If they gave out prizes for walrus moustaches, he’d be a walk-up start for first prize with his formidable soup-strainer. History, however, remembers him for rather different, less hirsute, pursuits.
Charles Brownlow, namesake of the AFL’s fairest and best accolade, was a man of numerous abilities that for the past 100 years this year have been commemorated in the small blue and gold medallion bearing his moniker.
The Chas. Brownlow Trophy, as it’s correctly named, harks to an era from which much of Geelong’s leviathan bearing on the game of Aussie Rules has largely been forgotten, overlooked or shunned.
Even Charles Brownlow’s footballing performance itself is often glossed over, with medal/trophy references regularly focussing on his role as a football administrator rather than a Geelong Football Club star player, captain, and coach.
A fine administrator he was. No argument there. He was Geelong Football Club secretary from 1885 to 1923, president of the Victorian Football League in 1918 and 1919, and chairman of the Australian Football Council from 1919 to his death in 1924.
He had a founding role in the VFL and was instrumental in innovations such as boundary umpires, a timekeeping system, jumper numbers and the player tribunal.
But he was also a masterful on-ground protagonist of the game, right from the get-go.
“Geelong, in its days, has had many famous players. The names of the Wilsons, Billy Stiffe, Fairbairns, ‘Trusty’ Stevens, Ben Hall, the Cahills, Harry Steadman, Kerley, Barney Grecian, Jim Julien, and others, were names to conjure with,” the redoubtable footballer/cricketer/journalist Jack Worrall later recalled.
“But Charlie, when skipper of the senior team, stood alone as a tower of strength to his side, and as a born leader of men on the football field.”
In Brownlow’s early days as a teenage player, however, his father, “a disciplinarian of the old school”, looked askance at his footballing ambitions and threw up “stern parental objections”.
Worrall, again, takes up the story:
“Charlie … played under an assumed name, that of Green. His name always appeared on the team of players and in the papers under that alias.
“A great match was down for a certain Saturday, and excitement in ‘sleepy hollow’ ran high.
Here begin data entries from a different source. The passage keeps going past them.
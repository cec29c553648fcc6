//! Pure calculation functions for crop geometry.
//!
//! All functions here are pure and testable without any I/O or images.

/// A rectangle inside an image, in pixels, anchored at its top-left corner.
#[derive(Debug, Clone, Copy, PartialEq, Eq)]
pub struct CropBox {
    pub x: u32,
    pub y: u32,
    pub width: u32,
    pub height: u32,
}

/// Border trimmed from every side: `floor(min(width, height) * fraction)`.
pub fn calculate_margin(dims: (u32, u32), fraction: f64) -> u32 {
    let short_edge = dims.0.min(dims.1);
    (short_edge as f64 * fraction).floor() as u32
}

/// Center micro-crop that removes the same margin from every side.
///
/// Returns `None` when the margin would consume the whole image.
///
/// ```text
/// 2560x2560 at 4% → margin 102 → 2356x2356 at (102, 102)
/// ```
pub fn calculate_margin_crop(dims: (u32, u32), fraction: f64) -> Option<CropBox> {
    let (width, height) = dims;
    let margin = calculate_margin(dims, fraction);
    let inner_w = width.checked_sub(margin * 2).filter(|&w| w > 0)?;
    let inner_h = height.checked_sub(margin * 2).filter(|&h| h > 0)?;

    Some(CropBox {
        x: margin,
        y: margin,
        width: inner_w,
        height: inner_h,
    })
}

/// Centered square crop of side `floor(size / zoom_factor)` inside a
/// `size × size` image.
///
/// Returns `None` for a zoom factor of 1 or less, or when the crop would be
/// empty.
///
/// ```text
/// 2048 at 1.35 → side 1517 at (265, 265)
/// ```
pub fn calculate_zoom_crop(size: u32, zoom_factor: f64) -> Option<CropBox> {
    if !(zoom_factor > 1.0) {
        return None;
    }
    let side = (size as f64 / zoom_factor).floor() as u32;
    if side == 0 {
        return None;
    }
    let offset = (size - side) / 2;

    Some(CropBox {
        x: offset,
        y: offset,
        width: side,
        height: side,
    })
}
The elder Brownlow was smitten by this excitement, and when Saturday afternoon arrived he wended his way to the Corio Cricket Ground to see the Geelong boys do battle with a crack team from Melbourne.
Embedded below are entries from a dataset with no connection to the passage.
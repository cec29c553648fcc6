//! Decode raw map tiles and encode finished JPEGs.
//!
//! Decoding goes through the `image` crate (format sniffed from the bytes,
//! since tiles arrive without a filename). Encoding goes through
//! `jpeg-encoder`, which exposes the knobs the `image` JPEG encoder hides:
//! chroma subsampling, progressive scans and optimized Huffman tables.

use super::params::Quality;
use image::{ImageReader, RgbImage};
use jpeg_encoder::{ColorType, Encoder, SamplingFactor};
use std::io::Cursor;
use thiserror::Error;

#[derive(Error, Debug)]
pub enum ImageError {
    #[error("IO error: {0}")]
    Io(#[from] std::io::Error),
    #[error("Failed to decode image: {0}")]
    Decode(String),
    #[error("Image {width}x{height} is too small for a {margin}px margin crop")]
    TooSmall { width: u32, height: u32, margin: u32 },
    #[error("Zoom factor must be greater than 1, got {0}")]
    InvalidZoom(f64),
    #[error("JPEG encode failed: {0}")]
    Encode(String),
}

/// Decode encoded bytes (JPEG, PNG, WebP) into an 8-bit RGB buffer.
///
/// Alpha and palette images are flattened to RGB; a satellite tile carries no
/// useful transparency.
pub fn decode_rgb(bytes: &[u8]) -> Result<RgbImage, ImageError> {
    let reader = ImageReader::new(Cursor::new(bytes))
        .with_guessed_format()
        .map_err(ImageError::Io)?;
    let img = reader
        .decode()
        .map_err(|e| ImageError::Decode(e.to_string()))?;
    Ok(img.into_rgb8())
}

/// Encode as a progressive 4:2:2 JPEG with optimized Huffman tables.
///
/// 4:2:2 halves chroma horizontally only, which keeps road and field edges
/// crisper than the usual 4:2:0 at a modest size cost.
pub fn encode_jpeg(img: &RgbImage, quality: Quality) -> Result<Vec<u8>, ImageError> {
    let width = u16::try_from(img.width())
        .map_err(|_| ImageError::Encode(format!("width {} exceeds JPEG limit", img.width())))?;
    let height = u16::try_from(img.height())
        .map_err(|_| ImageError::Encode(format!("height {} exceeds JPEG limit", img.height())))?;

    let mut bytes = Vec::new();
    let mut encoder = Encoder::new(&mut bytes, quality.as_u8());
    encoder.set_sampling_factor(SamplingFactor::F_2_1);
    encoder.set_progressive(true);
    encoder.set_optimized_huffman_tables(true);
    encoder
        .encode(img.as_raw(), width, height, ColorType::Rgb)
        .map_err(|e| ImageError::Encode(e.to_string()))?;
    Ok(bytes)
}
“The brilliant play of young Green more than attracted his attention, and in his enthusiasm he barracked for all he was worth for Green.
“His excitement greatly amused a friend of his who knew of the alias and when Brownlow pater went frantically wild over a bit of extra brilliant play on the part of Green, he slapped him on the back and facetiously asked Brownlow if he knew for whom he was barracking so splendidly.
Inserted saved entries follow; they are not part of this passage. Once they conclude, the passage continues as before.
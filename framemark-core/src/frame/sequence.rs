//! Image-sequence directories: one image file per frame.
//!
//! The source reads every `png`, `jpg` and `jpeg` file in a directory in
//! natural file name order, so unpadded dumps (`1.png`, `2.png`, `10.png`)
//! play back numerically. The sink writes lossless `frame_NNNNNN.png` files
//! named after the frame index, so a sink directory reads back in the same
//! order.

use std::borrow::Cow;
use std::cmp::Ordering;
use std::path::{Path, PathBuf};

use tracing::{debug, info};

use super::{Frame, FrameSink, FrameSource};
use crate::error::{FramemarkError, Result};

const FRAME_EXTENSIONS: &[&str] = &["png", "jpg", "jpeg"];

/// Basic facts about an image sequence, gathered without decoding every frame.
#[derive(Debug, Clone, PartialEq, Eq)]
pub struct SequenceInfo {
    pub frame_count: usize,
    pub width: u32,
    pub height: u32,
}

/// List frame files of a directory in playback order.
fn list_frame_files(dir: &Path) -> Result<Vec<PathBuf>> {
    let mut paths = Vec::new();
    for entry in std::fs::read_dir(dir)? {
        let path = entry?.path();
        let is_frame = path.is_file()
            && path
                .extension()
                .and_then(|ext| ext.to_str())
                .map(|ext| FRAME_EXTENSIONS.contains(&ext.to_ascii_lowercase().as_str()))
                .unwrap_or(false);
        if is_frame {
            paths.push(path);
        }
    }
    paths.sort_by(|a, b| natural_cmp(&file_name(a), &file_name(b)).then_with(|| a.cmp(b)));
    Ok(paths)
}

fn file_name(path: &Path) -> Cow<'_, str> {
    path.file_name()
        .map(|name| name.to_string_lossy())
        .unwrap_or_default()
}

/// Compare names run by run, with runs of ASCII digits compared by value.
fn natural_cmp(a: &str, b: &str) -> Ordering {
    let (mut a, mut b) = (a, b);
    while !a.is_empty() && !b.is_empty() {
        let (run_a, rest_a) = split_run(a);
        let (run_b, rest_b) = split_run(b);
        let ordering = match (is_digits(run_a), is_digits(run_b)) {
            (true, true) => {
                let value_a = run_a.trim_start_matches('0');
                let value_b = run_b.trim_start_matches('0');
                value_a
                    .len()
                    .cmp(&value_b.len())
                    .then_with(|| value_a.cmp(value_b))
            }
            _ => run_a.cmp(run_b),
        };
        if ordering != Ordering::Equal {
            return ordering;
        }
        a = rest_a;
        b = rest_b;
    }
    a.len().cmp(&b.len())
}

/// Split off the leading run of digits or non-digits.
fn split_run(s: &str) -> (&str, &str) {
    let digits = s.starts_with(|c: char| c.is_ascii_digit());
    let end = s
        .find(|c: char| c.is_ascii_digit() != digits)
        .unwrap_or(s.len());
    s.split_at(end)
}

fn is_digits(run: &str) -> bool {
    run.starts_with(|c: char| c.is_ascii_digit())
}

/// True for names the sink writes, `frame_` followed by digits and `.png`.
fn is_sink_frame_name(name: &str) -> bool {
    name.strip_prefix("frame_")
        .and_then(|rest| rest.strip_suffix(".png"))
        .map(|digits| !digits.is_empty() && digits.bytes().all(|b| b.is_ascii_digit()))
        .unwrap_or(false)
}

/// Probe a sequence directory: frame count and the first frame's dimensions.
pub fn probe(dir: impl AsRef<Path>) -> Result<SequenceInfo> {
    let dir = dir.as_ref();
    let paths = list_frame_files(dir)?;
    let first = paths.first().ok_or_else(|| {
        FramemarkError::InvalidFrame(format!("no frame images found in {}", dir.display()))
    })?;
    let (width, height) = image::image_dimensions(first)?;

    let info = SequenceInfo {
        frame_count: paths.len(),
        width,
        height,
    };
    debug!(path = %dir.display(), ?info, "Probed image sequence");
    Ok(info)
}

/// Frame source reading an image-sequence directory.
#[derive(Debug, Clone)]
pub struct ImageSequenceSource {
    dir: PathBuf,
}

impl ImageSequenceSource {
    pub fn new(dir: impl Into<PathBuf>) -> Self {
        Self { dir: dir.into() }
    }

    pub fn dir(&self) -> &Path {
        &self.dir
    }
}

impl FrameSource for ImageSequenceSource {
    type Frames = ImageSequenceFrames;

    fn open(self) -> Result<Self::Frames> {
        let paths = list_frame_files(&self.dir)?;
        debug!(path = %self.dir.display(), frames = paths.len(), "Opened image sequence");
        Ok(ImageSequenceFrames {
            paths: paths.into_iter(),
            next_index: 0,
        })
    }
}

/// Lazily decodes one frame file per `next` call.
#[derive(Debug)]
pub struct ImageSequenceFrames {
    paths: std::vec::IntoIter<PathBuf>,
    next_index: u64,
}

impl Iterator for ImageSequenceFrames {
    type Item = Result<Frame>;

    fn next(&mut self) -> Option<Self::Item> {
        let path = self.paths.next()?;
        let index = self.next_index;
        self.next_index += 1;

        Some(
            image::open(&path)
                .map(|image| Frame::from_dynamic_image(index, &image))
                .map_err(FramemarkError::from),
        )
    }

    fn size_hint(&self) -> (usize, Option<usize>) {
        self.paths.size_hint()
    }
}

/// Frame sink writing lossless PNG files into a directory.
#[derive(Debug, Clone)]
pub struct ImageSequenceSink {
    dir: PathBuf,
    written: u64,
}

impl ImageSequenceSink {
    pub fn new(dir: impl Into<PathBuf>) -> Self {
        Self {
            dir: dir.into(),
            written: 0,
        }
    }

    pub fn dir(&self) -> &Path {
        &self.dir
    }

    /// Number of frames written so far.
    pub fn written(&self) -> u64 {
        self.written
    }

    /// File path used for a given frame index.
    pub fn frame_path(&self, index: u64) -> PathBuf {
        self.dir.join(format!("frame_{index:06}.png"))
    }
}

impl FrameSink for ImageSequenceSink {
    fn open(&mut self) -> Result<()> {
        std::fs::create_dir_all(&self.dir)?;
        let metadata = std::fs::metadata(&self.dir)?;
        if metadata.permissions().readonly() {
            return Err(FramemarkError::Io(std::io::Error::new(
                std::io::ErrorKind::PermissionDenied,
                format!("output directory is read-only: {}", self.dir.display()),
            )));
        }
        let mut removed = 0usize;
        for entry in std::fs::read_dir(&self.dir)? {
            let path = entry?.path();
            if path.is_file() && is_sink_frame_name(&file_name(&path)) {
                std::fs::remove_file(&path)?;
                removed += 1;
            }
        }
        if removed > 0 {
            debug!(path = %self.dir.display(), removed, "Removed frames of an earlier run");
        }

        self.written = 0;
        Ok(())
    }

    fn write_frame(&mut self, frame: &Frame) -> Result<()> {
        let path = self.frame_path(frame.index());
        frame.to_rgb_image()?.save(&path)?;
        self.written += 1;
        Ok(())
    }

    fn finish(&mut self) -> Result<()> {
        info!(path = %self.dir.display(), frames = self.written, "Image sequence written");
        Ok(())
    }
}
” ‘Green, course,’ answered the excited father.
“ ‘No fear!’ said his friend, ‘don’t you know you are cheering your own son? Surely, after this you can’t forbid bid him to play senior football!’ ”
Brownlow’s father was gobsmacked but when Geelong won he raced to the dressing room to congratulate his son on a great game.
Brownlow was also a master craftsman, a silversmith, making trophies, watches and other works. He combined his business with more general services, including a china warehouse and a tobacco shop.
He made a great many medallions for sporting and community groups, and his works have featured in exhibitions at the Geelong Gallery.
Odd thing. The first recipient of the Brownlow medal, Carji Greeves, had similar issues getting on to the field. The Australian Dictionary of Biography relates that: “Geelong Football Club was keen to secure his services even before his schooldays were over, but the principal refused him permission to play.”
After he left school in May 1923, the club was on his case quick time, snapped him up and kick-started a celebrated career that saw him secure a Brownlow and three runner-up gongs, as well as two Cats premiership guernseys.
Greeves didn’t wear footy boots, preferring soft-leather ordinary boots, and bore a nickname drawn from the theatre character Carjillo, the Rajah of Bhong, for his swarthy skin colour.
He also travelled to the US to work as a kicking/marking coach with University of Southern California’s Trojans gridiron team. His name in turn lives on in the annual Cats’ best and fairest Carji Greeves Medal.
All up, a great ornament to a great ornament of the game. One thing Greeves doesn’t appear to have emulated, however, is Brownlow’s upper lip-holstery. If they do ever come up with a prize for one, I’d suggest Zach Tuohey might be another walk-up start.